[PROBLEM STATEMENT]:
Among the entries below, tally each line containing "PasswordDisplayMode"; respond with the total only.
***** DATA PROVIDED *****
use std::time::Instant;

use tracing::{debug, info, warn};

use crate::{
    endpoint::EndpointBuilder,
    model::{GeoResult, ResultLine},
    normalizer::normalize,
    transport::GeoTransport,
    validator::classify,
};

/// Resolves batches of raw location strings, one request at a time.
#[derive(Debug)]
pub struct GeoLocator<T> {
    endpoints: EndpointBuilder,
    transport: T,
}

impl<T: GeoTransport> GeoLocator<T> {
    pub fn new(endpoints: EndpointBuilder, transport: T) -> Self {
        Self { endpoints, transport }
    }

    /// Resolve a single location. Invalid input never reaches the network.
    pub async fn resolve(&self, raw: &str) -> GeoResult {
        let classified = classify(raw);

        let request = match self.endpoints.build(&classified) {
            Ok(request) => request,
            Err(err) => {
                debug!(input = raw, "rejected location: {err}");
                return GeoResult::Failure(err);
            }
        };

        debug!(input = raw, url = %request.redacted_url(), "requesting geo code");
        let result = normalize(self.transport.get(&request).await);

        if let GeoResult::Failure(err) = &result {
            warn!(input = raw, "unable to get geo code: {}", self.endpoints.redact(&err.to_string()));
        }
        result
    }

    /// Resolve every input in order, awaiting each call before starting the
    /// next. Returns one line per input; a failed lookup never stops the batch.
    pub async fn process_all<S: AsRef<str>>(&self, raws: &[S]) -> Vec<ResultLine> {
        info!("Start processing {} geo locations", raws.len());
        let started = Instant::now();

        let mut lines = Vec::with_capacity(raws.len());
        for raw in raws {
            let raw = raw.as_ref();
            let result = self.resolve(raw).await;
            lines.push(ResultLine { input: raw.to_string(), result });
        }

        info!(
            "Finished processing {} geo locations. Elapsed time: {:?}",
            raws.len(),
            started.elapsed()
        );
        lines
    }
}
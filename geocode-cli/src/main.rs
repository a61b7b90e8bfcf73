//! Binary crate for the `geocode` command-line tool.
//!
//! This crate focuses on:
//! - Parsing CLI arguments
//! - Interactive configuration
//! - Logging setup and result output

use clap::Parser;
use tracing_subscriber::{EnvFilter, layer::SubscriberExt, util::SubscriberInitExt};

mod cli;

#[tokio::main]
async fn main() -> anyhow::Result<()> {
    let cmd = cli::Cli::parse();
    init_tracing(cmd.verbose);
    cmd.run().await
}

/// Logs go to stderr so stdout carries nothing but results.
fn init_tracing(verbose: bool) {
    let default_level = if verbose { "debug" } else { "info" };

    tracing_subscriber::registry()
        .with(EnvFilter::try_from_default_env().unwrap_or_else(|_| default_level.into()))
        .with(tracing_subscriber::fmt::layer().with_writer(std::io::stderr))
        .init();
}
use serde::Deserialize;
use serde_json::{Number, Value};

use crate::{
    error::GeoError,
    model::{GeoResult, Place},
};

/// What the HTTP transport hands back for one request.
#[derive(Debug, Clone, PartialEq)]
pub enum HttpOutcome {
    /// Request never produced a response (DNS, connect, body read...).
    TransportError(String),
    /// 4xx or 5xx response.
    HttpError { status: u16, reason: String, url: String },
    /// 2xx response body that parsed as JSON.
    JsonBody(Value),
    /// 2xx response body that is not JSON at all.
    InvalidBody(String),
}

/// Direct lookups answer with an array, ZIP lookups with a single object.
#[derive(Debug)]
enum ApiBody {
    Many(Vec<Value>),
    One(Value),
}

impl From<Value> for ApiBody {
    fn from(value: Value) -> Self {
        match value {
            Value::Array(items) => ApiBody::Many(items),
            other => ApiBody::One(other),
        }
    }
}

impl ApiBody {
    /// The single place to report; extra array elements are never inspected.
    fn into_place(self) -> Result<ApiPlace, GeoError> {
        let value = match self {
            ApiBody::One(value) => value,
            ApiBody::Many(items) => items.into_iter().next().ok_or(GeoError::EmptyResult)?,
        };

        serde_json::from_value(value).map_err(|e| GeoError::Decode(e.to_string()))
    }
}

#[derive(Debug, Deserialize)]
#[serde(rename = "place")]
struct ApiPlace {
    lat: Option<Number>,
    lon: Option<Number>,
    name: Option<String>,
    country: Option<String>,
}

/// Collapse any transport outcome into a [`GeoResult`].
pub fn normalize(outcome: HttpOutcome) -> GeoResult {
    normalize_outcome(outcome).into()
}

fn normalize_outcome(outcome: HttpOutcome) -> Result<Place, GeoError> {
    match outcome {
        HttpOutcome::TransportError(detail) => Err(GeoError::Network(detail)),
        HttpOutcome::HttpError { status, reason, url } => {
            Err(GeoError::UpstreamHttp { status, reason, url })
        }
        HttpOutcome::InvalidBody(detail) => Err(GeoError::Decode(detail)),
        HttpOutcome::JsonBody(value) => place_from_body(value),
    }
}

fn place_from_body(value: Value) -> Result<Place, GeoError> {
    let place = ApiBody::from(value).into_place()?;

    // Zero counts as missing, same as an absent or null field.
    let usable = |c: Option<Number>| c.filter(|n| n.as_f64().is_some_and(|v| v != 0.0));

    match (usable(place.lat), usable(place.lon)) {
        (Some(latitude), Some(longitude)) => Ok(Place {
            latitude,
            longitude,
            name: place.name,
            country: place.country,
        }),
        _ => Err(GeoError::MissingCoordinates),
    }
}
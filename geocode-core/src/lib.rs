//! Core library for the `geocode` CLI.
//!
//! This crate defines:
//! - Classification of raw location strings (ZIP code or "city, state")
//! - Construction of OpenWeather geocoding requests
//! - Normalization of API responses and failures into one result type
//! - A sequential batch processor over a pluggable HTTP transport
//!
//! It is used by `geocode-cli`, but can also be reused by other binaries or services.

pub mod config;
pub mod endpoint;
pub mod error;
pub mod model;
pub mod normalizer;
pub mod processor;
pub mod transport;
pub mod validator;

pub use config::Config;
pub use endpoint::EndpointBuilder;
pub use error::GeoError;
pub use model::{ClassifiedLocation, EndpointRequest, GeoResult, LOCATION_CODE_SEPARATOR, Place, ResultLine};
pub use normalizer::{HttpOutcome, normalize};
pub use processor::GeoLocator;
pub use transport::{GeoTransport, HttpTransport};
pub use validator::classify;
use anyhow::Context;
use clap::{Parser, Subcommand};
use geocode_core::{
    Config, GeoLocator, GeoResult, HttpTransport, LOCATION_CODE_SEPARATOR, ResultLine,
    endpoint::DEFAULT_BASE_URL,
};
use inquire::{Password, PasswordDisplayMode, Text};
use serde::Serialize;
use serde_json::Number;
use tracing::{info, warn};

/// Top-level CLI struct.
#[derive(Debug, Parser)]
#[command(name = "geocode", version, about = "Resolve US cities and ZIP codes to coordinates")]
pub struct Cli {
    /// Enable debug logging (overridden by RUST_LOG).
    #[arg(short, long, global = true)]
    pub verbose: bool,

    #[command(subcommand)]
    pub command: Command,
}

#[derive(Debug, Subcommand)]
pub enum Command {
    /// Store the OpenWeather API key (and optionally a custom API base URL).
    Configure,

    /// Resolve one or more locations, e.g. "Madison, WI" or "12345".
    Lookup {
        /// Locations as "city, state" or a US ZIP code.
        locations: Vec<String>,

        /// Print one JSON object per location instead of text lines.
        #[arg(long)]
        json: bool,
    },

    /// Print the path of the configuration file.
    ConfigPath,
}

impl Cli {
    pub async fn run(self) -> anyhow::Result<()> {
        match self.command {
            Command::Configure => configure()?,
            Command::Lookup { locations, json } => lookup(&locations, json).await?,
            Command::ConfigPath => println!("{}", Config::config_file_path()?.display()),
        }

        Ok(())
    }
}

fn configure() -> anyhow::Result<()> {
    let mut config = Config::load()?;

    let api_key = Password::new("OpenWeather API key:")
        .with_display_mode(PasswordDisplayMode::Masked)
        .without_confirmation()
        .prompt()
        .context("Failed to read API key")?;

    let base_url = Text::new("API base URL:")
        .with_default(config.base_url())
        .with_help_message(&format!("Leave as is to use {DEFAULT_BASE_URL}"))
        .prompt()
        .context("Failed to read API base URL")?;

    config.set_api_key(api_key.trim().to_string());
    config.set_base_url(&base_url);

    // Fail before saving if the URL is unusable.
    config.endpoint_builder()?;
    let path = config.save()?;

    println!("Configuration saved to {}", path.display());
    Ok(())
}

async fn lookup(locations: &[String], json: bool) -> anyhow::Result<()> {
    let config = Config::load()?;
    let locator = GeoLocator::new(config.endpoint_builder()?, HttpTransport::new());

    for raw in locations.iter().filter(|l| l.contains(LOCATION_CODE_SEPARATOR)) {
        warn!("Location '{raw}' contains '{LOCATION_CODE_SEPARATOR}'; its text output line will be ambiguous");
    }

    let lines = locator.process_all(locations).await;
    let failed = lines.iter().filter(|l| !l.result.is_success()).count();
    info!("{} of {} locations resolved", lines.len() - failed, lines.len());

    for line in &lines {
        if json {
            println!("{}", serde_json::to_string(&JsonLine::from(line))?);
        } else {
            println!("{line}");
        }
    }

    Ok(())
}

/// `--json` view of a result line.
#[derive(Debug, Serialize)]
struct JsonLine<'a> {
    input: &'a str,
    #[serde(flatten)]
    outcome: JsonOutcome<'a>,
}

#[derive(Debug, Serialize)]
#[serde(tag = "status", rename_all = "lowercase")]
enum JsonOutcome<'a> {
    Ok {
        latitude: &'a Number,
        longitude: &'a Number,
        place_name: Option<&'a str>,
        country: Option<&'a str>,
    },
    Error {
        message: String,
    },
}

impl<'a> From<&'a ResultLine> for JsonLine<'a> {
    fn from(line: &'a ResultLine) -> Self {
        let outcome = match &line.result {
            GeoResult::Success(place) => JsonOutcome::Ok {
                latitude: &place.latitude,
                longitude: &place.longitude,
                place_name: place.name.as_deref(),
                country: place.country.as_deref(),
            },
            GeoResult::Failure(err) => JsonOutcome::Error { message: err.to_string() },
        };

        JsonLine { input: &line.input, outcome }
    }
}
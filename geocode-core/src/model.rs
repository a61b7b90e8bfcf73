use std::{fmt, str::FromStr};

use serde::{Deserialize, Serialize};
use serde_json::Number;
use url::Url;

use crate::error::GeoError;

/// Token joining a raw input to its rendered result in an output line.
pub const LOCATION_CODE_SEPARATOR: &str = ":=>";

/// Validated, typed form of a raw location string.
#[derive(Debug, Clone, PartialEq, Eq)]
pub enum ClassifiedLocation {
    Zip { code: String },
    Direct { city: String, state: String },
    /// Carries the untouched input so error messages can echo it verbatim.
    Invalid { raw: String },
}

#[derive(Debug, Clone, Copy, PartialEq, Eq)]
pub enum HttpMethod {
    Get,
}

/// Fully resolved request for the geocoding API.
#[derive(Debug, Clone, PartialEq, Eq)]
pub struct EndpointRequest {
    pub url: Url,
    pub method: HttpMethod,
}

impl EndpointRequest {
    pub fn get(url: Url) -> Self {
        Self { url, method: HttpMethod::Get }
    }

    /// URL with the `appid` credential masked, safe for logs.
    pub fn redacted_url(&self) -> String {
        let mut url = self.url.clone();
        let pairs: Vec<(String, String)> = self
            .url
            .query_pairs()
            .map(|(k, v)| {
                let v = if k == "appid" { "***".to_string() } else { v.into_owned() };
                (k.into_owned(), v)
            })
            .collect();

        if pairs.is_empty() {
            return url.to_string();
        }

        let query = pairs
            .iter()
            .map(|(k, v)| format!("{k}={v}"))
            .collect::<Vec<_>>()
            .join("&");
        url.set_query(Some(&query));
        url.to_string()
    }
}

/// A resolved place.
///
/// Coordinates keep the JSON number exactly as the API sent it, so `40.0`
/// renders as `40.0` and an integer `40` as `40`.
#[derive(Debug, Clone, PartialEq, Serialize, Deserialize)]
pub struct Place {
    pub latitude: Number,
    pub longitude: Number,
    /// Rendered as an empty string when the API omits it.
    pub name: Option<String>,
    pub country: Option<String>,
}

impl fmt::Display for Place {
    fn fmt(&self, f: &mut fmt::Formatter<'_>) -> fmt::Result {
        write!(
            f,
            "latitude={},longitude={},place name={},country={}",
            self.latitude,
            self.longitude,
            self.name.as_deref().unwrap_or_default(),
            self.country.as_deref().unwrap_or_default(),
        )
    }
}

impl FromStr for Place {
    type Err = anyhow::Error;

    fn from_str(s: &str) -> Result<Self, Self::Err> {
        let malformed = || anyhow::anyhow!("Malformed place string: '{s}'");

        let rest = s.strip_prefix("latitude=").ok_or_else(malformed)?;
        let (latitude, rest) = rest.split_once(",longitude=").ok_or_else(malformed)?;
        let (longitude, rest) = rest.split_once(",place name=").ok_or_else(malformed)?;
        let (name, country) = rest.rsplit_once(",country=").ok_or_else(malformed)?;

        let non_empty = |v: &str| (!v.is_empty()).then(|| v.to_string());

        Ok(Place {
            latitude: latitude.parse()?,
            longitude: longitude.parse()?,
            name: non_empty(name),
            country: non_empty(country),
        })
    }
}

/// Outcome of resolving one location.
#[derive(Debug, Clone, PartialEq)]
pub enum GeoResult {
    Success(Place),
    Failure(GeoError),
}

impl GeoResult {
    pub fn is_success(&self) -> bool {
        matches!(self, GeoResult::Success(_))
    }
}

impl From<Result<Place, GeoError>> for GeoResult {
    fn from(value: Result<Place, GeoError>) -> Self {
        match value {
            Ok(place) => GeoResult::Success(place),
            Err(err) => GeoResult::Failure(err),
        }
    }
}

impl fmt::Display for GeoResult {
    fn fmt(&self, f: &mut fmt::Formatter<'_>) -> fmt::Result {
        match self {
            GeoResult::Success(place) => place.fmt(f),
            GeoResult::Failure(err) => write!(f, "unable to get geo code. Exception: {err}"),
        }
    }
}

/// Raw input paired with its result. Only turned into text at the output boundary.
#[derive(Debug, Clone, PartialEq)]
pub struct ResultLine {
    pub input: String,
    pub result: GeoResult,
}

impl fmt::Display for ResultLine {
    fn fmt(&self, f: &mut fmt::Formatter<'_>) -> fmt::Result {
        write!(f, "{}{}{}", self.input, LOCATION_CODE_SEPARATOR, self.result)
    }
}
*****
[ANSWER SECTION]:
2